Apesar de não constar da “pauta” dos
organizadores, a corrupção estava claramente na mente de muitos dos
manifestantes, que se apresentaram com faixas de louvor ao trabalho do juiz
federal Sergio Moro, que dirige a investigação Lava Jato; com cartazes a
pedir “cadeia para o chefe” dos corruptos, o ex-Presidente Lula da Silva; e com
slogans contra os restantes ramos do poder: “Congresso, Corrupto.
Judiciário, Corrupto”, gritou-se.
No imediato, as expectativas dos manifestantes
deverão ficar frustradas: apesar do número impressionante de pessoas nas ruas,
a mobilização não terá sido significativa ao ponto de abalar a base de
sustentação do Governo. A destituição pela via jurídica afigura-se tarefa
complexa e demorada: por enquanto, não estão cumpridos os critérios legais e
constitucionais para a impugnação do mandato de Dilma. Com a oposição dividida,
e o jogo de alianças no Congresso em mutação constante ao sabor das
conveniências, também não existem condições políticas para negociar a queda do
executivo. E a Presidente não sairá de mote próprio. “Estamos numa travessia e
nós vamos fazer dar certo.
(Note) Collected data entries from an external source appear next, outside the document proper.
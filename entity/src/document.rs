//! A named, versioned JSON document. Each collection owns exactly one row.

use sea_orm::entity::prelude::*;

#[derive(Clone, Debug, PartialEq, Eq, DeriveEntityModel)]
#[sea_orm(table_name = "document")]
pub struct Model {
    #[sea_orm(primary_key, auto_increment = false)]
    pub collection: String,
    pub version: i32,
    #[sea_orm(column_type = "Text")]
    pub body: String,
    pub updated_at: DateTimeUtc,
}

#[derive(Copy, Clone, Debug, EnumIter, DeriveRelation)]
pub enum Relation {}

impl ActiveModelBehavior for ActiveModel {}
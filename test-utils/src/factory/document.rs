//! Document factory for seeding stored collections.
//!
//! Repository and store tests use this to put arbitrary bodies in place, including
//! malformed JSON and versions the application does not understand.

use crate::factory::helpers::next_id;
use chrono::Utc;
use sea_orm::{ActiveModelTrait, ActiveValue, DatabaseConnection, DbErr};

/// Factory for creating document rows with customizable fields.
///
/// # Example
///
/// ```rust,ignore
/// use test_utils::factory::document::DocumentFactory;
///
/// let doc = DocumentFactory::new(&db)
///     .collection("incident_reports")
///     .body("{not json")
///     .build()
///     .await?;
/// ```
pub struct DocumentFactory<'a> {
    db: &'a DatabaseConnection,
    collection: String,
    version: i32,
    body: String,
}

impl<'a> DocumentFactory<'a> {
    /// Creates a new DocumentFactory with default values.
    ///
    /// Defaults:
    /// - collection: `"collection_{id}"` where id is auto-incremented
    /// - version: `1`
    /// - body: `"{}"`
    pub fn new(db: &'a DatabaseConnection) -> Self {
        Self {
            db,
            collection: format!("collection_{}", next_id()),
            version: 1,
            body: "{}".to_string(),
        }
    }

    /// Sets the collection name (primary key).
    pub fn collection(mut self, collection: impl Into<String>) -> Self {
        self.collection = collection.into();
        self
    }

    /// Sets the stored schema version.
    pub fn version(mut self, version: i32) -> Self {
        self.version = version;
        self
    }

    /// Sets the raw body text, which is stored as-is without validation.
    pub fn body(mut self, body: impl Into<String>) -> Self {
        self.body = body.into();
        self
    }

    /// Sets the body from a JSON value.
    pub fn json(mut self, value: serde_json::Value) -> Self {
        self.body = value.to_string();
        self
    }

    /// Builds and inserts the document row.
    ///
    /// # Returns
    /// - `Ok(entity::document::Model)` - Created document row
    /// - `Err(DbErr)` - Database error during insert
    pub async fn build(self) -> Result<entity::document::Model, DbErr> {
        entity::document::ActiveModel {
            collection: ActiveValue::Set(self.collection),
            version: ActiveValue::Set(self.version),
            body: ActiveValue::Set(self.body),
            updated_at: ActiveValue::Set(Utc::now()),
        }
        .insert(self.db)
        .await
    }
}

/// Creates a document for `collection` holding `body` verbatim.
///
/// Shorthand for `DocumentFactory::new(db).collection(collection).body(body).build().await`.
pub async fn create_document(
    db: &DatabaseConnection,
    collection: &str,
    body: &str,
) -> Result<entity::document::Model, DbErr> {
    DocumentFactory::new(db)
        .collection(collection)
        .body(body)
        .build()
        .await
}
Podem ter certeza que o país vai voltar a crescer e
vamos reduzir a inflação”, disse na sexta-feira, na única referência oblíqua às
iniciativas de hoje.
A grande incógnita está, assim, do lado dos manifestantes.
Conforme notava Igor Gielow, o responsável da Folha de São Paulo em
Brasília, a dúvida este domingo era “aferir se as manifestações da era da rede
social têm musculatura para ultrapassar a categoria de ‘evento do Facebook’ e
influenciar de forma mais decisiva o debate” político.
O raciocínio é que perante uma mobilização
avassaladora, os agentes que têm na mão as cartas que podem fazer cair Dilma –
sobretudo os partidos e os juízes do Supremo Tribunal – sintam legitimada a sua
acção contra a Presidente. O quadro não terá mudado este domingo: segundo a
imprensa brasileira, o número de manifestantes terá equivalente ou maior do que
o protesto de Abril,
que na altura se estimou serem metade dos do protesto de Março. Pela estimativa de um vendedor
de camisas “Fora Dilma” na Avenida Paulista, saiu muito menos gente à rua hoje
do que em Abril. “O protesto está ruim de venda. Vendi 15 camisas, quando a esta
hora no último já tinha vendido 100”, comparava Cláudio, à reportagem da Folha.
Já ao final do dia, estimativas da Polícia Militar
apontavam para a presença nas ruas de 610 mil pessoas nas ruas das capitais dos
25 estados e do distrito federal, mais do que as 521 mil dos protestos de
Abril, mas muito menos do que os 1,7 milhões de brasileiros que se manifestaram
em Março.
Talvez por depender de movimentos difusos, a “rua”
não se substituiu ao “sistema” em termos de protagonismo. Como assinalou ao
PÚBLICO o cientista político Marcos Nobre, as forças decisivas – “e uma certa
elite brasileira” – compreenderam que nenhuma das alternativas, dentro de um
reduzido leque de opções efectivamente discutido para uma eventual saída de
cena de Dilma, vingou. “Dos vários obstáculos existentes à saída de Dilma, o
mais importante é a ausência de uma alternativa que seja capaz de catalisar o
apoio das forças sociais que querem estabilização”, explica.